=== PROVIDED RECORDS ===

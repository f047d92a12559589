// Copyright 2014-2016 bluss and ndarray developers.
//
// Licensed under the Apache License, Version 2.0 <LICENSE-APACHE or
// http://www.apache.org/licenses/LICENSE-2.0> or the MIT license
// <LICENSE-MIT or http://opensource.org/licenses/MIT>, at your
// option. This file may not be copied, modified, or distributed
// except according to those terms.
#![crate_name = "ndvox"]

//! The `ndvox` crate provides runtime-typed n-dimensional voxel
//! arrays and the numerical machinery built on top of them for
//! medical-image processing.
//!
//! - [`ArrayStore`]: dynamically typed n-dimensional storage with a
//!   closed set of scalar kinds.
//! - [`View`] / [`ViewMut`]: typed accessors casting between the
//!   stored kind and a chosen value type.
//! - [`Slicer`] / [`KSlicer`]: ordered traversal of regions of
//!   interest, with optional kernel neighborhoods.
//! - [`OrientedImage`]: a store plus origin, spacing and direction,
//!   with cached index/physical affine conversions and slice-timing
//!   metadata.
//! - [`interp`]: nearest, linear and Lanczos samplers under
//!   configurable boundary policies.
//! - [`metric`] and [`optimize`]: rigid and B-spline-distortion
//!   similarity metrics with analytic gradients, driven by L-BFGS;
//!   multi-scale drivers in [`register`].
//! - [`reorg`], [`svd`], [`ica`], [`cluster`], [`gica`]: the
//!   out-of-core matrix reorganizer, randomized SVD, FastICA and
//!   classifiers forming the group-ICA pipeline.
//!
//! ## Highlights
//!
//! - Storage is rank-erased (rank 1 through 8) and reference counted;
//!   mutation requires a unique handle, read views are cheap clones.
//! - Interpolators never fail: out-of-range samples resolve through a
//!   boundary policy.
//! - Iterative solvers report a [`StopReason`] instead of raising on
//!   non-convergence.
//! - The group-ICA pipeline touches the full data matrix only through
//!   block products of memory-mapped chunk files.

pub use crate::cluster::{approx_kmeans, ExpMax, KMeans};
pub use crate::error::{Error, ErrorKind};
pub use crate::gica::{GroupIca, GroupIcaOutput};
pub use crate::ica::{asym_ica, sym_ica, Ica};
pub use crate::image::{OrientedImage, SliceOrder};
pub use crate::interp::{BoundaryPolicy, Interpolable, LanczosInterp, LinearInterp, NearestInterp};
pub use crate::kind::{Rgb, Rgba, Sample, Scalar, ScalarKind};
pub use crate::kslicer::KSlicer;
pub use crate::metric::{
    DistortionMetric, InfoKind, Metric, MetricKind, RigidCorrMetric, RigidInfoMetric,
};
pub use crate::optimize::{Lbfgs, StopReason};
pub use crate::register::{
    apply_distortion, apply_rigid, distortion_correct, motion_correct, rigid_register,
    DistortionResult, RegisterOpts,
};
pub use crate::reorg::{MatMap, MatrixReorg, ReorgConfig};
pub use crate::slicer::Slicer;
pub use crate::source::{MemorySource, VolumeSource};
pub use crate::store::{ArrayStore, Buffer, MAX_RANK};
pub use crate::svd::{on_disk_svd, pca, randomized_svd, rank_for_variance, TallOp, TallSvd};
pub use crate::transform::RigidTransform;
pub use crate::view::{Pixel3DView, Vector3DConstView, Vector3DView, View, ViewMut};

pub mod bspline;
pub mod cluster;
mod error;
pub mod filter;
pub mod gica;
pub mod ica;
pub mod image;
pub mod interp;
mod kind;
pub mod kslicer;
pub mod metric;
pub mod optimize;
pub mod prelude;
pub mod register;
pub mod reorg;
pub mod slicer;
pub mod source;
mod store;
pub mod svd;
pub mod transform;
mod view;

mod private;
// Copyright 2014-2016 bluss and ndarray developers.
//
// Licensed under the Apache License, Version 2.0 <LICENSE-APACHE or
// http://www.apache.org/licenses/LICENSE-2.0> or the MIT license
// <LICENSE-MIT or http://opensource.org/licenses/MIT>, at your
// option. This file may not be copied, modified, or distributed
// except according to those terms.

//! Coordinate-oriented medical images.
//!
//! An [`OrientedImage`] pairs an [`ArrayStore`] with an origin, a
//! positive per-axis spacing and an orthonormal direction matrix (the
//! qfac sign is absorbed into the direction). The derived affine
//! `p = A [i; 1]` with `A = [R diag(s), o; 0, 1]` and its inverse are
//! cached and recomputed by every orientation setter before the next
//! index/point conversion.

use std::collections::BTreeMap;

use nalgebra::{DMatrix, DVector};

use crate::error::Error;
use crate::kind::ScalarKind;
use crate::store::ArrayStore;

/// Slice acquisition order codes.
#[derive(Copy, Clone, Debug, PartialEq, Eq)]
pub enum SliceOrder
{
    /// sequential, increasing
    Seq,
    /// sequential, decreasing
    RSeq,
    /// alternating, even slices first
    Alt,
    /// alternating, decreasing
    RAlt,
    /// alternating, odd slices first
    AltShift,
    /// alternating shifted, decreasing
    RAltShift,
}

/// An n-dimensional image with physical-space orientation and
/// acquisition metadata.
#[derive(Clone)]
pub struct OrientedImage
{
    store: ArrayStore,
    origin: DVector<f64>,
    spacing: DVector<f64>,
    direction: DMatrix<f64>,
    affine: DMatrix<f64>,
    inv_affine: DMatrix<f64>,

    pub freqdim: Option<usize>,
    pub phasedim: Option<usize>,
    pub slicedim: Option<usize>,
    pub slice_duration: f64,
    pub slice_start: i64,
    pub slice_end: i64,
    pub slice_order: Option<SliceOrder>,
    slice_timing: BTreeMap<i64, f64>,
}

impl OrientedImage
{
    /// Wrap a store with the default orientation: identity direction,
    /// unit spacing, zero origin.
    pub fn new(store: ArrayStore) -> OrientedImage
    {
        let n = store.rank();
        let mut img = OrientedImage {
            store,
            origin: DVector::zeros(n),
            spacing: DVector::from_element(n, 1.),
            direction: DMatrix::identity(n, n),
            affine: DMatrix::identity(n + 1, n + 1),
            inv_affine: DMatrix::identity(n + 1, n + 1),
            freqdim: None,
            phasedim: None,
            slicedim: None,
            slice_duration: 0.,
            slice_start: -1,
            slice_end: -1,
            slice_order: None,
            slice_timing: BTreeMap::new(),
        };
        img.update_affine();
        img
    }

    /// Allocate a zeroed image with default orientation.
    pub fn zeros(dim: &[usize], kind: ScalarKind) -> Result<OrientedImage, Error>
    {
        Ok(OrientedImage::new(ArrayStore::zeros(dim, kind)?))
    }

    #[inline]
    pub fn store(&self) -> &ArrayStore
    {
        &self.store
    }

    #[inline]
    pub fn store_mut(&mut self) -> &mut ArrayStore
    {
        &mut self.store
    }

    #[inline]
    pub fn rank(&self) -> usize
    {
        self.store.rank()
    }

    #[inline]
    pub fn shape(&self) -> &[usize]
    {
        self.store.shape()
    }

    #[inline]
    pub fn dim(&self, axis: usize) -> usize
    {
        self.store.dim(axis)
    }

    #[inline]
    pub fn elements(&self) -> usize
    {
        self.store.elements()
    }

    #[inline]
    pub fn tlen(&self) -> usize
    {
        self.store.tlen()
    }

    #[inline]
    pub fn kind(&self) -> ScalarKind
    {
        self.store.kind()
    }

    #[inline]
    pub fn origin(&self) -> &DVector<f64>
    {
        &self.origin
    }

    #[inline]
    pub fn spacing(&self) -> &DVector<f64>
    {
        &self.spacing
    }

    #[inline]
    pub fn direction(&self) -> &DMatrix<f64>
    {
        &self.direction
    }

    /// The cached index-to-point affine.
    #[inline]
    pub fn affine(&self) -> &DMatrix<f64>
    {
        &self.affine
    }

    /// Set origin, spacing and direction together.
    pub fn set_orient(&mut self, origin: DVector<f64>, spacing: DVector<f64>, direction: DMatrix<f64>)
        -> Result<(), Error>
    {
        let n = self.rank();
        if origin.len() != n || spacing.len() != n || direction.nrows() != n || direction.ncols() != n {
            return Err(Error::invalid_argument("orientation dimensions do not match image rank"));
        }
        if spacing.iter().any(|&s| s <= 0.) {
            return Err(Error::invalid_argument("spacing must be positive"));
        }
        self.origin = origin;
        self.spacing = spacing;
        self.direction = direction;
        self.update_affine();
        Ok(())
    }

    pub fn set_origin(&mut self, origin: DVector<f64>) -> Result<(), Error>
    {
        if origin.len() != self.rank() {
            return Err(Error::invalid_argument("origin length does not match image rank"));
        }
        self.origin = origin;
        self.update_affine();
        Ok(())
    }

    pub fn set_spacing(&mut self, spacing: DVector<f64>) -> Result<(), Error>
    {
        if spacing.len() != self.rank() {
            return Err(Error::invalid_argument("spacing length does not match image rank"));
        }
        if spacing.iter().any(|&s| s <= 0.) {
            return Err(Error::invalid_argument("spacing must be positive"));
        }
        self.spacing = spacing;
        self.update_affine();
        Ok(())
    }

    pub fn set_direction(&mut self, direction: DMatrix<f64>) -> Result<(), Error>
    {
        let n = self.rank();
        if direction.nrows() != n || direction.ncols() != n {
            return Err(Error::invalid_argument("direction shape does not match image rank"));
        }
        self.direction = direction;
        self.update_affine();
        Ok(())
    }

    fn update_affine(&mut self)
    {
        let n = self.rank();
        let mut a = DMatrix::identity(n + 1, n + 1);
        for r in 0..n {
            for c in 0..n {
                a[(r, c)] = self.direction[(r, c)] * self.spacing[c];
            }
            a[(r, n)] = self.origin[r];
        }
        self.inv_affine = a
            .clone()
            .try_inverse()
            .expect("orthonormal direction with positive spacing is invertible");
        self.affine = a;
    }

    /// Map a (possibly continuous) index to a physical point. A
    /// shorter input has its trailing components taken as zero; the
    /// output has the image rank.
    pub fn index_to_point(&self, index: &[f64]) -> DVector<f64>
    {
        let n = self.rank();
        let mut h = DVector::zeros(n + 1);
        for d in 0..n {
            h[d] = index.get(d).copied().unwrap_or(0.);
        }
        h[n] = 1.;
        let p = &self.affine * h;
        DVector::from_fn(n, |d, _| p[d])
    }

    /// Map a physical point to a continuous index. A shorter input has
    /// its trailing components taken as zero.
    pub fn point_to_index(&self, point: &[f64]) -> DVector<f64>
    {
        let n = self.rank();
        let mut h = DVector::zeros(n + 1);
        for d in 0..n {
            h[d] = point.get(d).copied().unwrap_or(0.);
        }
        h[n] = 1.;
        let p = &self.inv_affine * h;
        DVector::from_fn(n, |d, _| p[d])
    }

    /// Map a physical point to the nearest integer index.
    pub fn point_to_index_rounded(&self, point: &[f64]) -> Vec<i64>
    {
        self.point_to_index(point).iter().map(|&v| v.round() as i64).collect()
    }

    /// Whether an index lies inside the field of view.
    pub fn index_inside_fov(&self, index: &[f64]) -> bool
    {
        (0..self.rank()).all(|d| {
            let v = index.get(d).copied().unwrap_or(0.);
            v > -0.5 && v < self.dim(d) as f64 - 0.5
        })
    }

    /// Whether a physical point lies inside the field of view.
    pub fn point_inside_fov(&self, point: &[f64]) -> bool
    {
        let idx = self.point_to_index(point);
        self.index_inside_fov(idx.as_slice())
    }

    /// Grid and orientation equality test, spatial axes only when
    /// `spatial_only` is set.
    pub fn matching_orientation(&self, other: &OrientedImage, spatial_only: bool, tol: f64) -> bool
    {
        let n = if spatial_only {
            self.rank().min(3)
        } else {
            self.rank()
        };
        let m = if spatial_only {
            other.rank().min(3)
        } else {
            other.rank()
        };
        if n != m {
            return false;
        }
        for d in 0..n {
            if self.dim(d) != other.dim(d) {
                return false;
            }
            if (self.spacing[d] - other.spacing[d]).abs() > tol {
                return false;
            }
            if (self.origin[d] - other.origin[d]).abs() > tol {
                return false;
            }
            for c in 0..n {
                if (self.direction[(d, c)] - other.direction[(d, c)]).abs() > tol {
                    return false;
                }
            }
        }
        true
    }

    /// Whether the spatial spacing is isotropic to relative tolerance.
    pub fn is_isotropic(&self, tol: f64) -> bool
    {
        let n = self.rank().min(3);
        let s0 = self.spacing[0];
        (1..n).all(|d| ((self.spacing[d] - s0) / s0).abs() <= tol)
    }

    /// A zeroed image of the same shape, kind and orientation.
    pub fn create_another(&self) -> OrientedImage
    {
        let mut out = OrientedImage::new(
            ArrayStore::zeros(self.shape(), self.kind()).expect("shape and kind were valid"),
        );
        out.copy_metadata_from(self);
        out
    }

    /// Copy orientation and acquisition metadata from another image of
    /// the same rank.
    pub fn copy_metadata_from(&mut self, other: &OrientedImage)
    {
        assert_eq!(self.rank(), other.rank(), "metadata copy needs equal rank");
        self.origin = other.origin.clone();
        self.spacing = other.spacing.clone();
        self.direction = other.direction.clone();
        self.freqdim = other.freqdim;
        self.phasedim = other.phasedim;
        self.slicedim = other.slicedim;
        self.slice_duration = other.slice_duration;
        self.slice_start = other.slice_start;
        self.slice_end = other.slice_end;
        self.slice_order = other.slice_order;
        self.slice_timing = other.slice_timing.clone();
        self.update_affine();
    }

    /// Cast the pixel data, keeping shape and orientation.
    pub fn copy_cast(&self, new_kind: ScalarKind) -> Result<OrientedImage, Error>
    {
        let store = self.store.copy_cast(self.shape(), new_kind)?;
        let mut out = OrientedImage::new(store);
        out.copy_metadata_from(self);
        Ok(out)
    }

    /// Crop a region (see [`ArrayStore::extract_cast`]); the origin of
    /// the result is moved so physical positions are preserved on the
    /// kept axes.
    pub fn extract_cast(&self, lo: &[usize], size: &[usize], new_kind: ScalarKind)
        -> Result<OrientedImage, Error>
    {
        let store = self.store.extract_cast(lo, size, new_kind)?;
        let kept: Vec<usize> = (0..size.len()).filter(|&d| size[d] > 0).collect();
        let n = kept.len();

        let lo_f: Vec<f64> = lo.iter().map(|&v| v as f64).collect();
        let new_origin_full = self.index_to_point(&lo_f);

        let mut out = OrientedImage::new(store);
        let origin = DVector::from_fn(n, |i, _| new_origin_full[kept[i]]);
        let spacing = DVector::from_fn(n, |i, _| self.spacing[kept[i]]);
        let direction = DMatrix::from_fn(n, n, |r, c| self.direction[(kept[r], kept[c])]);
        out.set_orient(origin, spacing, direction)?;
        Ok(out)
    }

    /// Acquisition time of each slice, keyed by slice index. Empty
    /// until [`update_slice_timing`](Self::update_slice_timing) runs
    /// with a known order.
    pub fn slice_timing(&self) -> &BTreeMap<i64, f64>
    {
        &self.slice_timing
    }

    /// Derive the slice-timing map from the acquisition description.
    /// An unset order clears the map.
    pub fn update_slice_timing(
        &mut self, duration: f64, start: i64, end: i64, order: Option<SliceOrder>,
    )
    {
        self.slice_duration = duration;
        self.slice_start = start;
        self.slice_end = end;
        self.slice_order = order;
        self.slice_timing.clear();

        let order = match order {
            Some(o) => o,
            None => return,
        };
        if start < 0 || end < start {
            return;
        }

        let dur = duration;
        let mut t = 0.;
        let mut at = |map: &mut BTreeMap<i64, f64>, i: i64| {
            map.insert(i, t);
            t += dur;
        };
        match order {
            SliceOrder::Seq => {
                for i in start..=end {
                    at(&mut self.slice_timing, i);
                }
            }
            SliceOrder::RSeq => {
                for i in (start..=end).rev() {
                    at(&mut self.slice_timing, i);
                }
            }
            SliceOrder::Alt => {
                for i in (start..=end).step_by(2) {
                    at(&mut self.slice_timing, i);
                }
                for i in (start + 1..=end).step_by(2) {
                    at(&mut self.slice_timing, i);
                }
            }
            SliceOrder::RAlt => {
                for i in (start..=end).rev().step_by(2) {
                    at(&mut self.slice_timing, i);
                }
                for i in (start..end).rev().step_by(2) {
                    at(&mut self.slice_timing, i);
                }
            }
            SliceOrder::AltShift => {
                for i in (start + 1..=end).step_by(2) {
                    at(&mut self.slice_timing, i);
                }
                for i in (start..=end).step_by(2) {
                    at(&mut self.slice_timing, i);
                }
            }
            SliceOrder::RAltShift => {
                for i in (start..end).rev().step_by(2) {
                    at(&mut self.slice_timing, i);
                }
                for i in (start..=end).rev().step_by(2) {
                    at(&mut self.slice_timing, i);
                }
            }
        }
    }
}

impl std::fmt::Debug for OrientedImage
{
    fn fmt(&self, f: &mut std::fmt::Formatter<'_>) -> std::fmt::Result
    {
        f.debug_struct("OrientedImage")
            .field("shape", &self.shape())
            .field("kind", &self.kind())
            .field("spacing", &self.spacing.as_slice())
            .field("origin", &self.origin.as_slice())
            .finish()
    }
}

===

TASK DETAILS:
In the entries above, identify every line with the word "decreasing". Copy those lines.

SOLUTION TO THIS TASK:
    /// sequential, decreasing
    /// alternating, decreasing
    /// alternating shifted, decreasing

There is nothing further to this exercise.